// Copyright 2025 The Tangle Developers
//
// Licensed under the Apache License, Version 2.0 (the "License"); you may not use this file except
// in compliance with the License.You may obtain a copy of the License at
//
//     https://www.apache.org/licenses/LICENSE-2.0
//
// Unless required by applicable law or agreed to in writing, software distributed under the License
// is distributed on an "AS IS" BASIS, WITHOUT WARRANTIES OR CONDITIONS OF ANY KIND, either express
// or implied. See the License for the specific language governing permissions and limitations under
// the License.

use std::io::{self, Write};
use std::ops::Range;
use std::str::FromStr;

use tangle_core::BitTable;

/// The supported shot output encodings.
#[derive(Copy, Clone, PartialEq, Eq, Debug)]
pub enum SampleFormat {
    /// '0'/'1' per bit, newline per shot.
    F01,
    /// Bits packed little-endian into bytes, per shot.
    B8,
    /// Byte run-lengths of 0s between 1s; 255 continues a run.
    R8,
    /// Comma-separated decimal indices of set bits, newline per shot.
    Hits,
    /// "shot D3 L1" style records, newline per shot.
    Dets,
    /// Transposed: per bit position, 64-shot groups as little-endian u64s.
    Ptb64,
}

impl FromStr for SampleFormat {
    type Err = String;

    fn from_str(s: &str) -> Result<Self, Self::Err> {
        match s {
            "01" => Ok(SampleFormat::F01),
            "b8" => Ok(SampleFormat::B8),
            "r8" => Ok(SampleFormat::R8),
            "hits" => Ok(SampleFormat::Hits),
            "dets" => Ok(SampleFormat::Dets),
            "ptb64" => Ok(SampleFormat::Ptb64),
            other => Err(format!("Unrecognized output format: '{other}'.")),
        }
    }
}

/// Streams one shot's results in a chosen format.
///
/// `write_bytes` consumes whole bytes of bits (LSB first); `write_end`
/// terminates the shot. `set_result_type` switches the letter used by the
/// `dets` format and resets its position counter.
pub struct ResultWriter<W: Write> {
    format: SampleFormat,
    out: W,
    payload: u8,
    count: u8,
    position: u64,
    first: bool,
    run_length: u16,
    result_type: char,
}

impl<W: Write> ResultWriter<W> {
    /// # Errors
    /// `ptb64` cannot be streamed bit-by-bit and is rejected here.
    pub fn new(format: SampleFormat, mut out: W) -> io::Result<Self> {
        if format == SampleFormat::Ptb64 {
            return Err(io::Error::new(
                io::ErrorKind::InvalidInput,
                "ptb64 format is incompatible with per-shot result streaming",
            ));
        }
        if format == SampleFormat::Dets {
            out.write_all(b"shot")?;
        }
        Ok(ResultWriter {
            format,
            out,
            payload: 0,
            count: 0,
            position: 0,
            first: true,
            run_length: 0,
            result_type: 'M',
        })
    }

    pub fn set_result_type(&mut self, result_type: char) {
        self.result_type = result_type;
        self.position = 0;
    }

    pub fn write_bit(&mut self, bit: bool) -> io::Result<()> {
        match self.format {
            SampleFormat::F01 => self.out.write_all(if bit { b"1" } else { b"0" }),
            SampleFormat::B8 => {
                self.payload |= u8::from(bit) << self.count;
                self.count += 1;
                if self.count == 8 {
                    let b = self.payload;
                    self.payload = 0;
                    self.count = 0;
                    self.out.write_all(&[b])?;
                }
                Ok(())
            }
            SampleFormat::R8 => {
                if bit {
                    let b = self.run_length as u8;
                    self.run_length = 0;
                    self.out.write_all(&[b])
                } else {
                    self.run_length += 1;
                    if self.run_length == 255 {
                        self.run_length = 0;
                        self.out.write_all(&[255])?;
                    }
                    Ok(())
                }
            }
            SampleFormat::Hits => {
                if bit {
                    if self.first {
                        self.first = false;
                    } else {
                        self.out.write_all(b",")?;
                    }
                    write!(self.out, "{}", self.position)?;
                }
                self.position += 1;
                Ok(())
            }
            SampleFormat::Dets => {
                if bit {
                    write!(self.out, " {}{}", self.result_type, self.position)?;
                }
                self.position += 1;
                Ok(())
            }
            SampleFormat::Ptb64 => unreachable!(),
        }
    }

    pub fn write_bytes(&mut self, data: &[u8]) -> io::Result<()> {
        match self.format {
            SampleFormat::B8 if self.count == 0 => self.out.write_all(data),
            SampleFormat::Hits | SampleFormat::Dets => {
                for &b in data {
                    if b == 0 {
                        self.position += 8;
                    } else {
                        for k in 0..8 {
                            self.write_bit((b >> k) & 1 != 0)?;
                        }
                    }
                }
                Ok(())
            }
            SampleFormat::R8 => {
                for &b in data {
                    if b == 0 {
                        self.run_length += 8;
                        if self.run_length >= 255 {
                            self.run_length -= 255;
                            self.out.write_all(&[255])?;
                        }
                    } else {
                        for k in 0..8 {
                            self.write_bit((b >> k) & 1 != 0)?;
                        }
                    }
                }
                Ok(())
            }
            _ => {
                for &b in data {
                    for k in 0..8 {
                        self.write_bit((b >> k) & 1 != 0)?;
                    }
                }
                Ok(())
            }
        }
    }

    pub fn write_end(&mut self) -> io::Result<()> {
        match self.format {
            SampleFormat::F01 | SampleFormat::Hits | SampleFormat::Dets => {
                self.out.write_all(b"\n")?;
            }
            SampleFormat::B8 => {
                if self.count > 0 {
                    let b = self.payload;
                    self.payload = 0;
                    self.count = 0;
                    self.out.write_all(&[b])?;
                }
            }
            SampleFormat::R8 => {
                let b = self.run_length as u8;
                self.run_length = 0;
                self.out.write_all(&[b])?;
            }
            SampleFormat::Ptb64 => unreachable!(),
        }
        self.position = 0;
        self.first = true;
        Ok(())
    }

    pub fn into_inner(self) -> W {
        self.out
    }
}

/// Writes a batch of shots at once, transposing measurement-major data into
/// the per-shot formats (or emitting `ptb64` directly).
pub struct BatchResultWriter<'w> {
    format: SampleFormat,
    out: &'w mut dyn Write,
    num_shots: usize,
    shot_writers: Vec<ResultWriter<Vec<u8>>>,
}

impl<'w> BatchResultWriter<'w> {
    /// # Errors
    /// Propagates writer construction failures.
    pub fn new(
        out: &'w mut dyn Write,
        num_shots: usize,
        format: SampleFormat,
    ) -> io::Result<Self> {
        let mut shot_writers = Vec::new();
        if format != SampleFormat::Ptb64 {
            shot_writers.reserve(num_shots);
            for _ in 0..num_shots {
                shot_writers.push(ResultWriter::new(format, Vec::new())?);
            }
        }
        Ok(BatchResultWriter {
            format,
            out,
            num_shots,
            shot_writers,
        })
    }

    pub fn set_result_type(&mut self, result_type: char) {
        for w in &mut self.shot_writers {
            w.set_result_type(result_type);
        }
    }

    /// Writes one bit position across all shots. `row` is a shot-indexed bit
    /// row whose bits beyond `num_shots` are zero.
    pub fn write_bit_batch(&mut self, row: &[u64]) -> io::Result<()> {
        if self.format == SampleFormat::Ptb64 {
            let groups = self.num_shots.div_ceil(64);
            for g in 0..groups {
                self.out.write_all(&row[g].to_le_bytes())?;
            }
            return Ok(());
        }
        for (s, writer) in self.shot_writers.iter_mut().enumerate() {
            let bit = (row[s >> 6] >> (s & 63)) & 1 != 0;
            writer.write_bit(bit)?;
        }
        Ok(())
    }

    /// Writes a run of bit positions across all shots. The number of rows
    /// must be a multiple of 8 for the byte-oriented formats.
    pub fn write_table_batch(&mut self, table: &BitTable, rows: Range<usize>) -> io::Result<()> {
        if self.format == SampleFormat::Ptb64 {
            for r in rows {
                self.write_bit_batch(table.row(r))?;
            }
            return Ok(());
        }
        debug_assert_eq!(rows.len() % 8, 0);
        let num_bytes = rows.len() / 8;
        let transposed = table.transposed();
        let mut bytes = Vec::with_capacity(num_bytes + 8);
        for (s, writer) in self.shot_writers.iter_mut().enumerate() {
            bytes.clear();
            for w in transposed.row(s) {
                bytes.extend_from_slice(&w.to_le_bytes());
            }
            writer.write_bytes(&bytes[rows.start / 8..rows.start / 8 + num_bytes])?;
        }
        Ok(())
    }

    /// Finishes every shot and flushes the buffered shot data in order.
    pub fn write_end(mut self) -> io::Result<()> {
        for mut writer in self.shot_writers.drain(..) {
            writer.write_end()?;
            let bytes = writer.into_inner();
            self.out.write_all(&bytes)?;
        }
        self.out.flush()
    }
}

——

*PROBLEM:*
Each line of the material above that contains the string "groups" adds one to the count; report the final count only.

*RESULT OF THE TASK:*
3